Please find every line in the entries below that contains the string "AssumptionClassified", and copy it.

** Input records follows **

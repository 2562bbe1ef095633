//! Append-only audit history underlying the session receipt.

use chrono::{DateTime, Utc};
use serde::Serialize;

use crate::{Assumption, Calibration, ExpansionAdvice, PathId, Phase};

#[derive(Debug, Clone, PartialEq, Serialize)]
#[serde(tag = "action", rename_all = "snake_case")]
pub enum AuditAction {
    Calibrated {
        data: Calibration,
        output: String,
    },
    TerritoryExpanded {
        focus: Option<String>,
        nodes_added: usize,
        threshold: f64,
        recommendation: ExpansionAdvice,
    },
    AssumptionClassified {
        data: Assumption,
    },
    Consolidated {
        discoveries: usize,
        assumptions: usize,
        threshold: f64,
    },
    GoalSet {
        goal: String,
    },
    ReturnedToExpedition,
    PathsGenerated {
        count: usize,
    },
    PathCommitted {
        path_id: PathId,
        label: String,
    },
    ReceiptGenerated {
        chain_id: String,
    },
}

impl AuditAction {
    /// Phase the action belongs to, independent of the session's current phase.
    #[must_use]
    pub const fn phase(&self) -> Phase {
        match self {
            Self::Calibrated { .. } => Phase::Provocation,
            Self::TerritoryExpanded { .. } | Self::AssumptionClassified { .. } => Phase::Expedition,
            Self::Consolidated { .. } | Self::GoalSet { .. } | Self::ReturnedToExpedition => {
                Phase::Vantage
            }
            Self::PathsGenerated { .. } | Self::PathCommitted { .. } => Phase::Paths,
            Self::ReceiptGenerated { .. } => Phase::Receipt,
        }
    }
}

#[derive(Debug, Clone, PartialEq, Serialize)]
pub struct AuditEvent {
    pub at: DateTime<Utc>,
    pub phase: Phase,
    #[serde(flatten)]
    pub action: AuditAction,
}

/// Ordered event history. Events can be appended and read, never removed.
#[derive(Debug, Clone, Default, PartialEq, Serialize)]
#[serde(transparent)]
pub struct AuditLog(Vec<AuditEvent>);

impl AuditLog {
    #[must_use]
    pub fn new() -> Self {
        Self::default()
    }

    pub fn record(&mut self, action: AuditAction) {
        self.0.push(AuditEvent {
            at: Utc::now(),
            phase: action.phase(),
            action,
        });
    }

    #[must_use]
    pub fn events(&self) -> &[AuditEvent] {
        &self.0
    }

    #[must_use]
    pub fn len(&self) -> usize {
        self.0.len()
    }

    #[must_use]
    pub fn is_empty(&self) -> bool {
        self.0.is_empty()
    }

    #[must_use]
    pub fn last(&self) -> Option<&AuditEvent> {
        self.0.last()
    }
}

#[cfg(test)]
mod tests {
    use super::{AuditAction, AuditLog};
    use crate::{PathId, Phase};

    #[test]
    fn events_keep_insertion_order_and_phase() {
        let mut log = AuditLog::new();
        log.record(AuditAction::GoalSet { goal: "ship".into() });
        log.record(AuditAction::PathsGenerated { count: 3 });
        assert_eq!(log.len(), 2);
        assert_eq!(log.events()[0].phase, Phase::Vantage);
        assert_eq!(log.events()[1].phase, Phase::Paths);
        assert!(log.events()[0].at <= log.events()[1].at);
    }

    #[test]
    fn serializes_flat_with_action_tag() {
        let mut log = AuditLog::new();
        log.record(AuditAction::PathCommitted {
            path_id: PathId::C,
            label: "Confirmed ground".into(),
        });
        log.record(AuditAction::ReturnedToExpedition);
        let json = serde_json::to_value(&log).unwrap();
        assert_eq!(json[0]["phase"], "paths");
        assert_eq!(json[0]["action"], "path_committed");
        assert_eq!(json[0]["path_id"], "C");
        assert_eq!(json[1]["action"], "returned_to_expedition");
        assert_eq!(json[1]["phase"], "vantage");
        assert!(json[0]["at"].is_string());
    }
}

** End of Input records **
** Input records follows **

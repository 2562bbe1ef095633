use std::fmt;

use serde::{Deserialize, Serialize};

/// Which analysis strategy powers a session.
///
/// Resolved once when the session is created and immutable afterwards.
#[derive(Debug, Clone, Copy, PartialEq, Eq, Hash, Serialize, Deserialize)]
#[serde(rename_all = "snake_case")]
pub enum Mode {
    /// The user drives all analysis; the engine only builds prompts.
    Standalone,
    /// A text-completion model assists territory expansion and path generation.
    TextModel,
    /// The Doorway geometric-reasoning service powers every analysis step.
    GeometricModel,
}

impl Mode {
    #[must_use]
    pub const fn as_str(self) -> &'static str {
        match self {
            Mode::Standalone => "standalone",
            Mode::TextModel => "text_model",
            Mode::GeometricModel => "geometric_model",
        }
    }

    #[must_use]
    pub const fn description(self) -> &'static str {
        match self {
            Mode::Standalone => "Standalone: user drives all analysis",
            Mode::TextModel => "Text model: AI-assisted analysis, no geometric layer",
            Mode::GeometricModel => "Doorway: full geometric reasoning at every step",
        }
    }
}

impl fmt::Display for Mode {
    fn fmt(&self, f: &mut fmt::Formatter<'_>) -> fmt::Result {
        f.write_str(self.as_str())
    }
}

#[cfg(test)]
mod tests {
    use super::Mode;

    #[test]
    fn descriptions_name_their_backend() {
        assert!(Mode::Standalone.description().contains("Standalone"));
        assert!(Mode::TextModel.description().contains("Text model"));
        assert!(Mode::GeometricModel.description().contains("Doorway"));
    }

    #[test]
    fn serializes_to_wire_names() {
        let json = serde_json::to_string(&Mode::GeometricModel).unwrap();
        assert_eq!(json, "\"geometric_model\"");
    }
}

** End of Input records **

Written reply
    AssumptionClassified {
            Self::TerritoryExpanded { .. } | Self::AssumptionClassified { .. } => Phase::Expedition,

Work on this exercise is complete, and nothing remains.